If you find CURRENNT useful for your research, we would appreciate if you
cite the following paper,
Felix Weninger, Johannes Bergmann, and Bjoern Schuller,
"Introducing CURRENNT - the Munich Open-Source CUDA RecurREnt Neural Network
Toolkit", Journal of Machine Learning Research, 2014.
+=============================================================================+
| Structure |
+=============================================================================+
1. Building on Linux
2. Building on Windows
3. Command line options
3.1 Common options
3.2 Feed forward options
3.3 Training options
3.4 Autosave options
3.5 Data file options
3.6 Weight initialization options
4. Network configuration
5. NetCDF data files
5.1 General structure
5.2 Regression tasks
5.3 Classification tasks
6. Tests
7. Examples
+=============================================================================+
| 1. Building on Linux |
+=============================================================================+
Building on Linux requires the following:
* CUDA Toolkit 5.0
* GCC 4.6 or higher
* NetCDF scientific data library
* Boost library 1.48 or higher
To build CURRENNT execute the following commands:
#> cd currennt
#> mkdir build && cd build
#> cmake ..
#> make
This produces the executable file 'currennt'.

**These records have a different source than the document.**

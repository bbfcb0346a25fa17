//! Sound system error types.
//!
//! Sound is best-effort: every error here is logged by the caller and the
//! timer carries on silently.

use thiserror::Error;

/// Errors that can occur in the sound playback system.
#[derive(Debug, Error)]
pub enum SoundError {
    /// Audio device is not available (e.g., no speakers connected).
    #[error("audio device not available: {0}")]
    DeviceNotAvailable(String),

    /// Failed to create the audio output stream.
    #[error("failed to create audio stream: {0}")]
    StreamError(String),

    /// The cue has nothing to play.
    #[error("tone cue is empty")]
    EmptyCue,
}

impl SoundError {
    /// Returns true if this error is related to device availability.
    #[must_use]
    pub fn is_device_error(&self) -> bool {
        matches!(self, Self::DeviceNotAvailable(_) | Self::StreamError(_))
    }

    /// Returns a user-friendly suggestion for resolving this error.
    #[must_use]
    pub fn suggestion(&self) -> &'static str {
        match self {
            Self::DeviceNotAvailable(_) => "connect an audio output device",
            Self::StreamError(_) => "check the system audio settings",
            Self::EmptyCue => "report this as a bug",
        }
    }
}

#[cfg(test)]
mod tests {
    use super::*;

    #[test]
    fn test_error_display() {
        let err = SoundError::DeviceNotAvailable("no device".to_string());
        assert!(err.to_string().contains("no device"));

        let err = SoundError::StreamError("stream failed".to_string());
        assert!(err.to_string().contains("stream failed"));

        assert_eq!(SoundError::EmptyCue.to_string(), "tone cue is empty");
    }

    #[test]
    fn test_is_device_error() {
        assert!(SoundError::DeviceNotAvailable("x".into()).is_device_error());
        assert!(SoundError::StreamError("x".into()).is_device_error());
        assert!(!SoundError::EmptyCue.is_device_error());
    }

    #[test]
    fn test_suggestion() {
        assert!(SoundError::DeviceNotAvailable("x".into())
            .suggestion()
            .contains("audio output"));
        assert!(SoundError::StreamError("x".into())
            .suggestion()
            .contains("audio settings"));
    }
}
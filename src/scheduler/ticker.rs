//! One-second ticker backed by a tokio task.

use tokio::runtime::Handle;
use tokio::sync::mpsc;
use tokio::task::JoinHandle;
use tokio::time::{interval_at, Duration, Instant, MissedTickBehavior};
use tracing::debug;

use super::error::SchedulerError;
use super::{Scheduler, TickGeneration};

/// Countdown cadence.
pub const TICK_PERIOD: Duration = Duration::from_secs(1);

/// A tick delivered by [`TokioTicker`].
#[derive(Debug, Clone, Copy, PartialEq, Eq)]
pub struct TickSignal {
    /// Generation that produced this tick
    pub generation: TickGeneration,
}

/// Spawns an interval task per armed period and aborts it on cancel.
///
/// Ticks are sent over an unbounded channel; the receiver feeds them to the
/// controller, which drops any whose generation is no longer current.
#[derive(Debug)]
pub struct TokioTicker {
    tx: mpsc::UnboundedSender<TickSignal>,
    task: Option<JoinHandle<()>>,
    generation: TickGeneration,
    period: Duration,
}

impl TokioTicker {
    /// Creates an idle ticker sending to `tx`.
    pub fn new(tx: mpsc::UnboundedSender<TickSignal>) -> Self {
        Self::with_period(tx, TICK_PERIOD)
    }

    /// Creates an idle ticker with a custom period.
    pub fn with_period(tx: mpsc::UnboundedSender<TickSignal>, period: Duration) -> Self {
        Self {
            tx,
            task: None,
            generation: 0,
            period,
        }
    }
}

impl Scheduler for TokioTicker {
    fn start(&mut self) -> Result<TickGeneration, SchedulerError> {
        let handle = Handle::try_current().map_err(|e| SchedulerError::NoRuntime(e.to_string()))?;
        if self.tx.is_closed() {
            return Err(SchedulerError::ReceiverClosed);
        }

        self.cancel();
        self.generation += 1;

        let generation = self.generation;
        let period = self.period;
        let tx = self.tx.clone();

        self.task = Some(handle.spawn(async move {
            // First tick one full period after arming, not immediately.
            let mut ticker = interval_at(Instant::now() + period, period);
            ticker.set_missed_tick_behavior(MissedTickBehavior::Skip);

            loop {
                ticker.tick().await;
                if tx.send(TickSignal { generation }).is_err() {
                    break;
                }
            }
        }));

        debug!("Ticker armed (generation {})", generation);
        Ok(generation)
    }

    fn cancel(&mut self) {
        if let Some(task) = self.task.take() {
            task.abort();
            debug!("Ticker cancelled (generation {})", self.generation);
        }
    }

    fn is_active(&self) -> bool {
        self.task.as_ref().is_some_and(|task| !task.is_finished())
    }

    fn generation(&self) -> TickGeneration {
        self.generation
    }
}

impl Drop for TokioTicker {
    fn drop(&mut self) {
        self.cancel();
    }
}
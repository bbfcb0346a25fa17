//! Command definitions for the Pomodoro widget CLI.
//!
//! Uses clap derive macro for argument parsing.

use std::path::PathBuf;

use clap::{Args, Parser, Subcommand, ValueEnum};

use crate::settings::{parse_minutes, Settings, SettingsInput};

// ============================================================================
// CLI Structure
// ============================================================================

/// Pomodoro widget - a focus/break countdown in the terminal
#[derive(Parser, Debug)]
#[command(
    name = "pomodoro-widget",
    version,
    about = "Pomodoro focus/break timer for the terminal",
    long_about = "A Pomodoro timer that alternates focus and break phases, plays a short \
                  tone and shows a desktop alert when a phase ends, and remembers your \
                  settings and completed sessions between runs.",
    propagate_version = true
)]
pub struct Cli {
    /// Subcommand to execute
    #[command(subcommand)]
    pub command: Option<Commands>,

    /// Enable verbose output for debugging
    #[arg(short, long, global = true)]
    pub verbose: bool,

    /// Storage file for settings and progress
    #[arg(long, global = true, value_name = "PATH")]
    pub store: Option<PathBuf>,
}

// ============================================================================
// Subcommands
// ============================================================================

/// Available subcommands
#[derive(Subcommand, Debug, Clone)]
pub enum Commands {
    /// Run the interactive timer
    Run(RunArgs),

    /// Show saved settings and completed sessions
    Status,

    /// Change the saved settings
    Config(ConfigArgs),

    /// Generate shell completion scripts
    Completions {
        /// Shell type for completion script
        #[arg(value_enum)]
        shell: clap_complete::Shell,
    },
}

// ============================================================================
// Run Command Arguments
// ============================================================================

/// Arguments for the run command
#[derive(Args, Debug, Clone, Default)]
pub struct RunArgs {
    /// Never show desktop alerts
    #[arg(long)]
    pub no_alerts: bool,
}

// ============================================================================
// Config Command Arguments
// ============================================================================

/// Sound switch for the config command
#[derive(ValueEnum, Debug, Clone, Copy, PartialEq, Eq)]
pub enum SoundSwitch {
    On,
    Off,
}

impl SoundSwitch {
    #[must_use]
    pub fn is_on(self) -> bool {
        self == Self::On
    }
}

/// Arguments for the config command
///
/// Durations are taken as text and clamped the same way the interactive
/// `set` command clamps them, so `--focus 999` saves 60.
#[derive(Args, Debug, Clone, Default)]
pub struct ConfigArgs {
    /// Focus duration in minutes (clamped to 1-60)
    #[arg(short, long, allow_hyphen_values = true)]
    pub focus: Option<String>,

    /// Break duration in minutes (clamped to 1-30)
    #[arg(short = 'b', long = "break", allow_hyphen_values = true)]
    pub break_minutes: Option<String>,

    /// Completion tone on or off
    #[arg(short, long, value_enum)]
    pub sound: Option<SoundSwitch>,
}

impl ConfigArgs {
    /// Returns true if no setting was given.
    #[must_use]
    pub fn is_empty(&self) -> bool {
        self.focus.is_none() && self.break_minutes.is_none() && self.sound.is_none()
    }

    /// Builds the settings input, keeping `current` for omitted options.
    #[must_use]
    pub fn to_input(&self, current: &Settings) -> SettingsInput {
        SettingsInput {
            focus_minutes: match &self.focus {
                Some(text) => parse_minutes(text),
                None => Some(i64::from(current.focus_minutes)),
            },
            break_minutes: match &self.break_minutes {
                Some(text) => parse_minutes(text),
                None => Some(i64::from(current.break_minutes)),
            },
            sound_enabled: self
                .sound
                .map_or(current.sound_enabled, SoundSwitch::is_on),
        }
    }
}

// ============================================================================
// Tests
// ============================================================================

You might get many warnings like 'Cannot tell what pointer points to, assuming
global memory space'. These are totally OK and there seems to be no way to
suppress them.
+=============================================================================+
| 2. Building on Windows |
+=============================================================================+
Building on Windows requires the following:
* Visual Studio 2010
* CUDA Toolkit 5.0
* Boost library 1.52.0 or higher
The NetCDF sources and required DLLs are already there, so you do not have to
download them yourself.
To build CURRENNT do the following:
1) Open 'currennt.sln' in Visual Studio 2010
2) Ensure that you installed the Boost library in 'C:/boost_1_52_0'.
NOTE: If you build Boost from source, make sure you build the x64 version
(default is x86). This is done via
bjam msvc architecture=x86 address-model=64 stage
on the command line from the Boost source directory.
If you want to use another version or another installation path, you need
to modify the project files for the 'currennt_lib' and 'currennt' projects.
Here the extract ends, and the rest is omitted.